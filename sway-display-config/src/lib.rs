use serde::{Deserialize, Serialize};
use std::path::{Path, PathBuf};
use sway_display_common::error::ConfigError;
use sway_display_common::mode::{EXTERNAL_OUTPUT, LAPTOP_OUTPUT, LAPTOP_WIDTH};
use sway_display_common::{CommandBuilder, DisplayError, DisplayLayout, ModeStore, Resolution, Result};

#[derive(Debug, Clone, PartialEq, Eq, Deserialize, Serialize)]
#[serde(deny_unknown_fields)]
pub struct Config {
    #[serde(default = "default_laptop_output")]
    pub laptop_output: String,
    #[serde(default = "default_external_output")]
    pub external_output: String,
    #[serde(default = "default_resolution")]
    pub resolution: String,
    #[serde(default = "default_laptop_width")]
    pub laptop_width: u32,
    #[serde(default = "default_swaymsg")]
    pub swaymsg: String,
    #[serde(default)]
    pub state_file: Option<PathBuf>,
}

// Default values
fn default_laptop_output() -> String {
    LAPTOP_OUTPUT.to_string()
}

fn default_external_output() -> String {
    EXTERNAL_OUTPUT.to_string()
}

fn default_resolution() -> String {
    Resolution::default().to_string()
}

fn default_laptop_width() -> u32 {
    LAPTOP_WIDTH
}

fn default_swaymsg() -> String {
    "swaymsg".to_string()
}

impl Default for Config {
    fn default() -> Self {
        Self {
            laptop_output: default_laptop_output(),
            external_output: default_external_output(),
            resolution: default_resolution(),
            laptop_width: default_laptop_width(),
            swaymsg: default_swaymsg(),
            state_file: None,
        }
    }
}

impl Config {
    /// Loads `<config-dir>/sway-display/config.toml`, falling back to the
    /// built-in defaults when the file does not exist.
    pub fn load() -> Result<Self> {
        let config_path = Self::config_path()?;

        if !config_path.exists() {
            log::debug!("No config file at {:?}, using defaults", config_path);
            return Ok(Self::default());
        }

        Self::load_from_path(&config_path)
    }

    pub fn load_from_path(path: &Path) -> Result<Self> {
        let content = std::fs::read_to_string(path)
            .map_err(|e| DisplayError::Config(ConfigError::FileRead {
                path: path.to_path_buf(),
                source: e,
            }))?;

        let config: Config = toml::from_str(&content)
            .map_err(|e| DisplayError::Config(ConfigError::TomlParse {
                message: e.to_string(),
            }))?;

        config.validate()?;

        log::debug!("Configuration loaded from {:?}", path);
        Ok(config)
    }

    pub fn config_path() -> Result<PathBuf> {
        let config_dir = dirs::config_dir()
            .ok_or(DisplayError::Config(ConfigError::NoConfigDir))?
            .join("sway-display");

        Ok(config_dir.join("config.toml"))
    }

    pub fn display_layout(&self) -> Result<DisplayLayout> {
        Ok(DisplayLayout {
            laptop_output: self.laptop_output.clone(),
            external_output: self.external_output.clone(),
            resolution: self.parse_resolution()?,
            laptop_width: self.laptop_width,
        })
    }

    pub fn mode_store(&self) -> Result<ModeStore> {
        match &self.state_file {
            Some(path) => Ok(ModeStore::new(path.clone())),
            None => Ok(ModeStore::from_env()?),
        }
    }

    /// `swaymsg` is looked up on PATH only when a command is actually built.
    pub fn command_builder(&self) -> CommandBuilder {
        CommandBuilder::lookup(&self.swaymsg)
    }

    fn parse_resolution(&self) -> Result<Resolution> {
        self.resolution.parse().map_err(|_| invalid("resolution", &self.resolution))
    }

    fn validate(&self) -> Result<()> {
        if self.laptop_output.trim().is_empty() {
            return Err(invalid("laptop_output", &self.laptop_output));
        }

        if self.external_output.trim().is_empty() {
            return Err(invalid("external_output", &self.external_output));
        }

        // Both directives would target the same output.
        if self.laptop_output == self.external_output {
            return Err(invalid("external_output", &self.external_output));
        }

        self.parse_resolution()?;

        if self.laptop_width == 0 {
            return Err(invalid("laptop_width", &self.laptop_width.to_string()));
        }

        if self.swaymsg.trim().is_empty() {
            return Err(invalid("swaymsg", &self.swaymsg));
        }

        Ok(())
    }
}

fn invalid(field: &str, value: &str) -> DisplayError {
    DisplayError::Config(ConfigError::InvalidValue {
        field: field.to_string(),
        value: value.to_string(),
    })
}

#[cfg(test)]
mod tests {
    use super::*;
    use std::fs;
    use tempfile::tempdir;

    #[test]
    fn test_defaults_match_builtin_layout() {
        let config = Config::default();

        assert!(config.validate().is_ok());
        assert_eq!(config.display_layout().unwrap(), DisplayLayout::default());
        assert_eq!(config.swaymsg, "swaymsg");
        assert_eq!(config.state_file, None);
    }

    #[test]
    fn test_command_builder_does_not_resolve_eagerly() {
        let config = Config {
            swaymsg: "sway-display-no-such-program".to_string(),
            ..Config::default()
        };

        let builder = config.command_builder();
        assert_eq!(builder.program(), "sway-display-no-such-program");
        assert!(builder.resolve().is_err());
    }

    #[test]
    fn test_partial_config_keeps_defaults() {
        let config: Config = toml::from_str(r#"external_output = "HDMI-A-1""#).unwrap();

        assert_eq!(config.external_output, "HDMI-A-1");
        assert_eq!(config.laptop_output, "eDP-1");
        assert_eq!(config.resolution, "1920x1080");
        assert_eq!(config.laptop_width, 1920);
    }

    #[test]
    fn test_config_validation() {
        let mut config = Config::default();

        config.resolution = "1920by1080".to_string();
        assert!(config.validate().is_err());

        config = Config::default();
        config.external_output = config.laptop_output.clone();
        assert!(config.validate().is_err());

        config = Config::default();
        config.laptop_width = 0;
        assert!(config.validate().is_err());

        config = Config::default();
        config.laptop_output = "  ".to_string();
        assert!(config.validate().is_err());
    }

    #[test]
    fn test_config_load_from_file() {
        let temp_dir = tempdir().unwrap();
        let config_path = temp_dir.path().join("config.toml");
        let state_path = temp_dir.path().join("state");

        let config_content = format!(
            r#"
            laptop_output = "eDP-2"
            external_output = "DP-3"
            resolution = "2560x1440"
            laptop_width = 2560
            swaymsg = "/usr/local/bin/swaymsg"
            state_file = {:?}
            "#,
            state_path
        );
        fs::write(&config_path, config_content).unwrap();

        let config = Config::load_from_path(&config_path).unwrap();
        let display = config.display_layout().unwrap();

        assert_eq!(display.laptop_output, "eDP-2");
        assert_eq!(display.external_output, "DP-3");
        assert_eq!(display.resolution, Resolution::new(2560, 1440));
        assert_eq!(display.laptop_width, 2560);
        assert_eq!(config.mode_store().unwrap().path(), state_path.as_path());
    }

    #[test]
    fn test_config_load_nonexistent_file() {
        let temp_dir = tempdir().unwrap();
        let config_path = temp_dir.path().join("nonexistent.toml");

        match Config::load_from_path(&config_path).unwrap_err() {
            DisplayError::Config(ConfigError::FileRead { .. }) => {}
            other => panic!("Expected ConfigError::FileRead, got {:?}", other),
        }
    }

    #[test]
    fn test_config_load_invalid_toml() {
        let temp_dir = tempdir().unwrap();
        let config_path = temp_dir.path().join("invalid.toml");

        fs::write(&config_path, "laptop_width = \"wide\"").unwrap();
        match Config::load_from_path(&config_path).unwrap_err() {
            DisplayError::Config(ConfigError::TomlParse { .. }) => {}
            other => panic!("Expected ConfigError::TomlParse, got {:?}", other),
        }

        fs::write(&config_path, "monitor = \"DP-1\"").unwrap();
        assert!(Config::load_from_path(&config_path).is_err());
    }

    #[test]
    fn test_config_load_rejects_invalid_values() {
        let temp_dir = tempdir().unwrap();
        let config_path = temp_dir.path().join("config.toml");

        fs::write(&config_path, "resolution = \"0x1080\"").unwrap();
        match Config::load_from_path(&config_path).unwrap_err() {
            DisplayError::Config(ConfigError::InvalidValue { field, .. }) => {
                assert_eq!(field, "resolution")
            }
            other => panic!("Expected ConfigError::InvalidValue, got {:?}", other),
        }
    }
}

======

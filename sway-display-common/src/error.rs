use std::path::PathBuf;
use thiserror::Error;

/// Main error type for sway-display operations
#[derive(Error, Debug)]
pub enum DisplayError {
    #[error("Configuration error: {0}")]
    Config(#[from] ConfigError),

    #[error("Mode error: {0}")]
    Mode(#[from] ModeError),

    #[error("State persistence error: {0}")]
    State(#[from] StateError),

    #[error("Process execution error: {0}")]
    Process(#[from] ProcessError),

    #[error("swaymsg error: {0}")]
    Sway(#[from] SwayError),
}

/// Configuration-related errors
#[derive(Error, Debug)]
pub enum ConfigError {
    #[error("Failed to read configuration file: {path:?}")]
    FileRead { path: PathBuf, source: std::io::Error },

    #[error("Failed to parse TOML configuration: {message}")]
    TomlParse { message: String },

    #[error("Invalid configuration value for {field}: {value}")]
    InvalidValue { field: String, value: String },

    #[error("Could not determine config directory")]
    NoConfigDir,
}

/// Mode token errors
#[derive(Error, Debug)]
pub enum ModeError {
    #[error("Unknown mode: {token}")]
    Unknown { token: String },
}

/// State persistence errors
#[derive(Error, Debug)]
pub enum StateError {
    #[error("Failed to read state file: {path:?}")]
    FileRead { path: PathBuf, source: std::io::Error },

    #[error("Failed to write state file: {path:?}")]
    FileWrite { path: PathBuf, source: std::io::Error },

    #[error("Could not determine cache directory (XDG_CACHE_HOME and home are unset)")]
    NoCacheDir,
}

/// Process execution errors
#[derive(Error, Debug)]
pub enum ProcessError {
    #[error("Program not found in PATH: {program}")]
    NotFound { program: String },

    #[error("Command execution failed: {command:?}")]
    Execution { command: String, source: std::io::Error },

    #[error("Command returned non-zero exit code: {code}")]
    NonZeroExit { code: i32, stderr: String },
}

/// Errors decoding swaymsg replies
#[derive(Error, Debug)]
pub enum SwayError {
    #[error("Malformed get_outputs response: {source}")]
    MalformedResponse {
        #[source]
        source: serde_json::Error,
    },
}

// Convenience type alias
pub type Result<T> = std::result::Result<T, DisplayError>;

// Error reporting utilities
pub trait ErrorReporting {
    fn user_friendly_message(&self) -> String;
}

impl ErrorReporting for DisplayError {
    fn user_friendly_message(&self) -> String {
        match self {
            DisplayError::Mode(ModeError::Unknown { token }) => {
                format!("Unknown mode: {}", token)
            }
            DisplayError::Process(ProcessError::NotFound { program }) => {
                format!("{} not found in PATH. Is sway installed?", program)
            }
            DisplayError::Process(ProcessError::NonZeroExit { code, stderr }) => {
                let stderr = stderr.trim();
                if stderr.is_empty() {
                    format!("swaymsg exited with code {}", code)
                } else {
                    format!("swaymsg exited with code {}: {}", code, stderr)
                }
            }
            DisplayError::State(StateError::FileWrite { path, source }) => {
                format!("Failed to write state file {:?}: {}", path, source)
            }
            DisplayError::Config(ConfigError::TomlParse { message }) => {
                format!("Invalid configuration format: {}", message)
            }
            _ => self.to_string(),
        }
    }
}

======

* _Task prompt_: Copy out each line of the listing that contains the word "trim".

* _Answer to this exercise_:
        if self.laptop_output.trim().is_empty() {
        if self.external_output.trim().is_empty() {
        if self.swaymsg.trim().is_empty() {
                let stderr = stderr.trim();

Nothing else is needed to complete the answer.